Top of Records provided

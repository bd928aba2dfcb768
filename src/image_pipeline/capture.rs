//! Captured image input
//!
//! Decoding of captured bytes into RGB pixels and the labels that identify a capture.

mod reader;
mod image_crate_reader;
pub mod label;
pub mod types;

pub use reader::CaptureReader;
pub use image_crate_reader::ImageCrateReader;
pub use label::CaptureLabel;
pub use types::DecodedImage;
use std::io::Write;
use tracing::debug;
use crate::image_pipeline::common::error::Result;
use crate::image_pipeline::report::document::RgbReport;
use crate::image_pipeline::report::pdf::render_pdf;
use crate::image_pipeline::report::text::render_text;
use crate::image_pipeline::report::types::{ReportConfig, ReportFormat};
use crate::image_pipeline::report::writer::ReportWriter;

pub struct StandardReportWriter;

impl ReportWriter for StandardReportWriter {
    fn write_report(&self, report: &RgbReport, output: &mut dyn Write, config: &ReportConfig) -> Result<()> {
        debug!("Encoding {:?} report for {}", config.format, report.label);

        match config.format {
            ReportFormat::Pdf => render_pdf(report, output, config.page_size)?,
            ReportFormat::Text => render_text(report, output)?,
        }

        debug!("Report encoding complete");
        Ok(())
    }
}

Bottom of Records provided

#### Problem statement
Copy out the lines of the data where the string "StandardReportWriter" occurs.

#### Task output
pub struct StandardReportWriter;
impl ReportWriter for StandardReportWriter {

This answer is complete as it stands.